◆ **What to do**: Find all lines in the records that include the word "CommandOutput", and copy them out.

═══ Given information

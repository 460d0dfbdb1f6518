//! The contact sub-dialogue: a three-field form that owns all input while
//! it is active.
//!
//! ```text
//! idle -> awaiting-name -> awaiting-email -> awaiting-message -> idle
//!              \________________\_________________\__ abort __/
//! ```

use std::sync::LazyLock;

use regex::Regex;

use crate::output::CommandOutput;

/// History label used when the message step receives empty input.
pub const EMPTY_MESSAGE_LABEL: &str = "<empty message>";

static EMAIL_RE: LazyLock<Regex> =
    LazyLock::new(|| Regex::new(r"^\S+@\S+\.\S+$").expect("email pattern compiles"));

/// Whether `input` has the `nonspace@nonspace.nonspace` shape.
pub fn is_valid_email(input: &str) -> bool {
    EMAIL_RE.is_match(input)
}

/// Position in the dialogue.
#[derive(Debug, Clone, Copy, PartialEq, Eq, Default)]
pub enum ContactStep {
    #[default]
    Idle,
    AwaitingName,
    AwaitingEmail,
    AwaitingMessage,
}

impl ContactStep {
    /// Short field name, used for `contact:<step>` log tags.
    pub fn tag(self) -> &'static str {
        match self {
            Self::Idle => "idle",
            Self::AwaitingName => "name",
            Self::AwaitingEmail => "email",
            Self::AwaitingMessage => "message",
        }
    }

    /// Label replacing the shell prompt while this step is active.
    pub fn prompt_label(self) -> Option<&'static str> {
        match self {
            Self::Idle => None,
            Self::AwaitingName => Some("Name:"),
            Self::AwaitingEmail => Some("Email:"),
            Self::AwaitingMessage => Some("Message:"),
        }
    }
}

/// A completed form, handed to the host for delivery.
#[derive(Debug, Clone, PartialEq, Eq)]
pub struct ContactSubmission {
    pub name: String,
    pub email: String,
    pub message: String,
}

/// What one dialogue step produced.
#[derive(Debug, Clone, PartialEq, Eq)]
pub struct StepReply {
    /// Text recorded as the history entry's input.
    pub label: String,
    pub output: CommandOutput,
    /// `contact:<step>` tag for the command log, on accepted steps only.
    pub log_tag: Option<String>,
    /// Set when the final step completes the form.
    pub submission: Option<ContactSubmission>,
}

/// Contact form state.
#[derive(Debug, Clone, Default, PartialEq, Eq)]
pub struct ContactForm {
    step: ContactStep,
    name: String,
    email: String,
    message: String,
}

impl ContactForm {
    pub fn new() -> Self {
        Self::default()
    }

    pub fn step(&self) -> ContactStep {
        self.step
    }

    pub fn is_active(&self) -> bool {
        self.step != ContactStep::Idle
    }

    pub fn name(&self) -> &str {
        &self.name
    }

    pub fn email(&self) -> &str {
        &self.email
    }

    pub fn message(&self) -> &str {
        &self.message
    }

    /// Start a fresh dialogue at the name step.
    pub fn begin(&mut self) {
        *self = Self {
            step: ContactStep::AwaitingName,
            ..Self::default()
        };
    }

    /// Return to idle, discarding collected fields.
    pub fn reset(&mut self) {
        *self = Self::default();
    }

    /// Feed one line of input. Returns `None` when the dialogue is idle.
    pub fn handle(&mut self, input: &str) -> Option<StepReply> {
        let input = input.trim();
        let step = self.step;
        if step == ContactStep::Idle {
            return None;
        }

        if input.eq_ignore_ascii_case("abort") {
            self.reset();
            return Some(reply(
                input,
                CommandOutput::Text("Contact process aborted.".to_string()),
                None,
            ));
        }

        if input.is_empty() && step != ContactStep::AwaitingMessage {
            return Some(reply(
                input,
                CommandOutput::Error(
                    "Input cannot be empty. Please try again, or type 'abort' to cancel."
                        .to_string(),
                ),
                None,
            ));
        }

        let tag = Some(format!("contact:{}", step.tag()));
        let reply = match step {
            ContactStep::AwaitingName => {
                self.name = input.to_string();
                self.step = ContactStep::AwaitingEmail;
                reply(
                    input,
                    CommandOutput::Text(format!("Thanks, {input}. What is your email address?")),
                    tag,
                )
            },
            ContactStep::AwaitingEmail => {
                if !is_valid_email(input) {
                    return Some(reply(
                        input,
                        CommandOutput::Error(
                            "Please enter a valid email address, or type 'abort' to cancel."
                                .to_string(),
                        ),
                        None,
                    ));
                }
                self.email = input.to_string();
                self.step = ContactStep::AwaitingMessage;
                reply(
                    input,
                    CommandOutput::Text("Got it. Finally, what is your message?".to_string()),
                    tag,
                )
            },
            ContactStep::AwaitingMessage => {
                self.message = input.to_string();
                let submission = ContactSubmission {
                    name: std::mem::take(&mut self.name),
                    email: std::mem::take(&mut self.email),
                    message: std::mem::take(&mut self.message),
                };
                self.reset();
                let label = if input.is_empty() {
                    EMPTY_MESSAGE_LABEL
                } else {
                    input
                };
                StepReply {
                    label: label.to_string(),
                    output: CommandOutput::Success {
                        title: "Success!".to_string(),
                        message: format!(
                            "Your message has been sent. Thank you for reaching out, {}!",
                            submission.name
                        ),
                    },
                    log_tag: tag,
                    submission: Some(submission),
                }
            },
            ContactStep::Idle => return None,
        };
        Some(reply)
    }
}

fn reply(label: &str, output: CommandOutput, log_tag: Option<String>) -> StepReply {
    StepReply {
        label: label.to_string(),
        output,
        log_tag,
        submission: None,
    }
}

══════

◆ **Result for this task**:
use crate::output::CommandOutput;
    pub output: CommandOutput,
                CommandOutput::Text("Contact process aborted.".to_string()),
                CommandOutput::Error(
                    CommandOutput::Text(format!("Thanks, {input}. What is your email address?")),
                        CommandOutput::Error(
                    CommandOutput::Text("Got it. Finally, what is your message?".to_string()),
                    output: CommandOutput::Success {
fn reply(label: &str, output: CommandOutput, log_tag: Option<String>) -> StepReply {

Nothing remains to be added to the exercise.